A high rate of contact between juveniles and subadults may not be a significant predictor for infections with parasites (MacIntosh et al., 2012, Gómez et al., 2013). Juveniles and subadults might be under more stress than adults because of their lower status and their immune function is not entirely developed (Müller-Graf et al., 1996). Moreover, in young baboons, it is thought that parasites, particularly nematodes, use a transmammary route of transmission (Müller-Graf et al., 1996). Contrary to these findings, our study showed there were no significant differences in prevalence with age or sex. Also in our study, parasite richness was higher in adults than subadults and juveniles. These results may be due to status in the group hierarchies. Adults have been in contact with the environment much longer and consume more food, increasing the risk of infection (Nunn et al., 2003).

In our study, as has been shown before (Muehlenbein, 2005), the number of parasite genera increases when three samples are taken. The detection of parasites depends on their biology, especially their fecundity and how often they release eggs. For example, Hymenolepis diminuta is a parasite that releases up to 250 000 eggs per day. This could be a reason why Hymenolepis was detected in the free-ranging group from sample 1 to sample 3 in infected individuals. In a study on Callicebus nigrifrons, Pacheco et al. (2003) sampled four individuals infected with Himenolepis sp. and found in three a regular pattern of egg numbers in their samples. Thus, serial sampling of identified hosts increases the accuracy of prevalence data. Milozzi et al. (2012) found a similar prevalence of parasites (86.8%) when sampling three times. Regarding the intensity of infection, our study did not find a significant increase in egg/cyst counts when sampling three times. This might be because samples were not taken with the same interval between them, nor were the samples taken at the same time each day. To see whether the parasite has a release pattern of eggs or not, this method should be applied on consecutive days at the same hour.

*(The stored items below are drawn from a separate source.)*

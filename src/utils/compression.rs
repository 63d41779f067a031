use crate::config::MAX_BODY_SIZE;
use crate::error::{ProtocolError, Result};
use serde::{Deserialize, Serialize};

/// Compression step applied to bodies flagged `COMPRESSED`.
///
/// `None` keeps the step in the pipeline without transforming anything; both
/// peers must agree on the kind.
#[derive(Debug, Copy, Clone, PartialEq, Eq, Default, Serialize, Deserialize)]
#[serde(rename_all = "lowercase")]
pub enum CompressionKind {
    #[default]
    None,
    Lz4,
    Zstd,
}

/// Maximum output size for decompression (aligned with MAX_BODY_SIZE)
const MAX_DECOMPRESSION_SIZE: usize = MAX_BODY_SIZE;

/// Compresses data using the specified compression algorithm
///
/// # Errors
/// Returns `ProtocolError::CompressionFailure` if compression fails
pub fn compress(data: &[u8], kind: CompressionKind) -> Result<Vec<u8>> {
    match kind {
        CompressionKind::None => Ok(data.to_vec()),
        CompressionKind::Lz4 => Ok(lz4_flex::compress_prepend_size(data)),
        CompressionKind::Zstd => {
            let mut out = Vec::new();
            zstd::stream::copy_encode(data, &mut out, 1)
                .map_err(|_| ProtocolError::CompressionFailure)?;
            Ok(out)
        }
    }
}

/// Decompresses data that was compressed with the specified algorithm
///
/// Output is capped at MAX_BODY_SIZE to reject decompression bombs.
///
/// # Errors
/// Returns `ProtocolError::DecompressionFailure` if decompression fails or the
/// output would exceed the cap
pub fn decompress(data: &[u8], kind: CompressionKind) -> Result<Vec<u8>> {
    match kind {
        CompressionKind::None => Ok(data.to_vec()),
        CompressionKind::Lz4 => {
            if data.len() < 4 {
                return Err(ProtocolError::DecompressionFailure);
            }

            // lz4_flex prepends the uncompressed size as u32 LE
            let claimed_size = u32::from_le_bytes([data[0], data[1], data[2], data[3]]) as usize;
            if claimed_size > MAX_DECOMPRESSION_SIZE {
                return Err(ProtocolError::DecompressionFailure);
            }

            lz4_flex::decompress_size_prepended(data)
                .map_err(|_| ProtocolError::DecompressionFailure)
        }
        CompressionKind::Zstd => {
            use std::io::Read;

            let mut out = Vec::new();
            let mut reader = zstd::stream::Decoder::new(data)
                .map_err(|_| ProtocolError::DecompressionFailure)?;

            let mut buffer = [0u8; 8192];
            loop {
                match reader.read(&mut buffer) {
                    Ok(0) => break,
                    Ok(n) => {
                        out.extend_from_slice(&buffer[..n]);
                        if out.len() > MAX_DECOMPRESSION_SIZE {
                            return Err(ProtocolError::DecompressionFailure);
                        }
                    }
                    Err(_) => return Err(ProtocolError::DecompressionFailure),
                }
            }
            Ok(out)
        }
    }
}

#[cfg(test)]
mod tests {
    use super::*;

    #[test]
    #[allow(clippy::unwrap_used)]
    fn test_none_is_identity() {
        let data = b"left untouched";
        assert_eq!(compress(data, CompressionKind::None).unwrap(), data);
        assert_eq!(decompress(data, CompressionKind::None).unwrap(), data);
    }

    #[test]
    #[allow(clippy::unwrap_used)]
    fn test_lz4_compression_roundtrip() {
        let original = vec![3u8; 4096];
        let compressed = compress(&original, CompressionKind::Lz4).unwrap();
        assert!(compressed.len() < original.len());
        assert_eq!(decompress(&compressed, CompressionKind::Lz4).unwrap(), original);
    }

    #[test]
    #[allow(clippy::unwrap_used)]
    fn test_zstd_compression_roundtrip() {
        let original = b"Hello, World! Hello, World! Hello, World!";
        let compressed = compress(original, CompressionKind::Zstd).unwrap();
        assert_eq!(
            decompress(&compressed, CompressionKind::Zstd).unwrap(),
            original
        );
    }

    #[test]
    fn test_lz4_claimed_size_limit() {
        let claimed_size = (MAX_DECOMPRESSION_SIZE + 1) as u32;
        let mut malicious = claimed_size.to_le_bytes().to_vec();
        malicious.extend_from_slice(&[0u8; 16]);
        assert!(decompress(&malicious, CompressionKind::Lz4).is_err());
    }

    #[test]
    fn test_lz4_short_input_rejection() {
        assert!(decompress(&[0x2b, 0x60], CompressionKind::Lz4).is_err());
    }
}
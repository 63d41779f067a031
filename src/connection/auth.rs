//! Login credentials and the listener-side authentication hook.

use super::Connection;
use crate::core::packet::ReplyCode;
use crate::protocol::messages::{ConnectionKind, LoginRequest, LoginResult};
use std::fmt;

/// What the initiating side presents once the line is secured.
#[derive(Clone, Default, PartialEq, Eq)]
pub struct Credentials {
    pub account_name: String,
    pub password: String,
    pub new_account: bool,
    pub kind: ConnectionKind,
}

impl Credentials {
    pub fn new(account_name: impl Into<String>, password: impl Into<String>) -> Self {
        Self {
            account_name: account_name.into(),
            password: password.into(),
            ..Self::default()
        }
    }

    pub fn with_kind(mut self, kind: ConnectionKind) -> Self {
        self.kind = kind;
        self
    }

    /// Ask the listener to create the account.
    pub fn create_account(mut self) -> Self {
        self.new_account = true;
        self
    }

    pub(crate) fn to_request(&self) -> LoginRequest {
        LoginRequest {
            account_name: self.account_name.clone(),
            password: self.password.clone(),
            new_account: self.new_account,
            kind: self.kind,
        }
    }
}

impl fmt::Debug for Credentials {
    fn fmt(&self, f: &mut fmt::Formatter<'_>) -> fmt::Result {
        f.debug_struct("Credentials")
            .field("account_name", &self.account_name)
            .field("password", &"<redacted>")
            .field("new_account", &self.new_account)
            .field("kind", &self.kind)
            .finish()
    }
}

/// Decides login requests on the listening side.
///
/// Any `Fn(&Connection, &LoginRequest) -> LoginResult` closure is an
/// authenticator.
pub trait Authenticator: Send + Sync {
    fn authenticate(&self, conn: &Connection, request: &LoginRequest) -> LoginResult;
}

/// Accepts every login.
#[derive(Debug, Default, Clone, Copy)]
pub struct AllowAll;

impl Authenticator for AllowAll {
    fn authenticate(&self, _conn: &Connection, _request: &LoginRequest) -> LoginResult {
        LoginResult {
            result: ReplyCode::Ok,
            message: String::new(),
            roles: Vec::new(),
        }
    }
}

impl<F> Authenticator for F
where
    F: Fn(&Connection, &LoginRequest) -> LoginResult + Send + Sync,
{
    fn authenticate(&self, conn: &Connection, request: &LoginRequest) -> LoginResult {
        self(conn, request)
    }
}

This study reports on the parasite richness as well as the prevalence and the egg/cyst count of gastrointestinal parasites found in 26 individuals. The parasite distribution in this study reflects the presence of new parasites for Cebus albifrons. The multiple samples and the formol-ether concentration method is an accurate method with high sensitivity for most parasites, except for Giardia sp., which is commonly found in captive groups (Levecke, 2010). However, FECC did not increase with sampling effort. These findings suggest an impact of the human population on the free-ranging group. The free-ranging group had an overall higher prevalence and parasite richness than the captive group. It is possible that the free-ranging-group might be a source of infection for Hymenolepis sp. and Capillaria sp. Further research is needed to observe whether our findings further relate to biodiversity conservation, primate behaviour, the life cycle of parasites, and human health, since each parasite is affected by a range of ecological factors, such as humidity, temperature, behaviour, density, arthropod consumption, and water sources. The captive population where we found the Entamoeba histolytica complex species needs a deeper screening to identify the human and the NHP strains. In addition, coprocultures and molecular techniques are necessary to differentiate unidentified strongyles. This study presents baseline data for future research on gastrointestinal parasites for Cebus albifrons in Ecuador.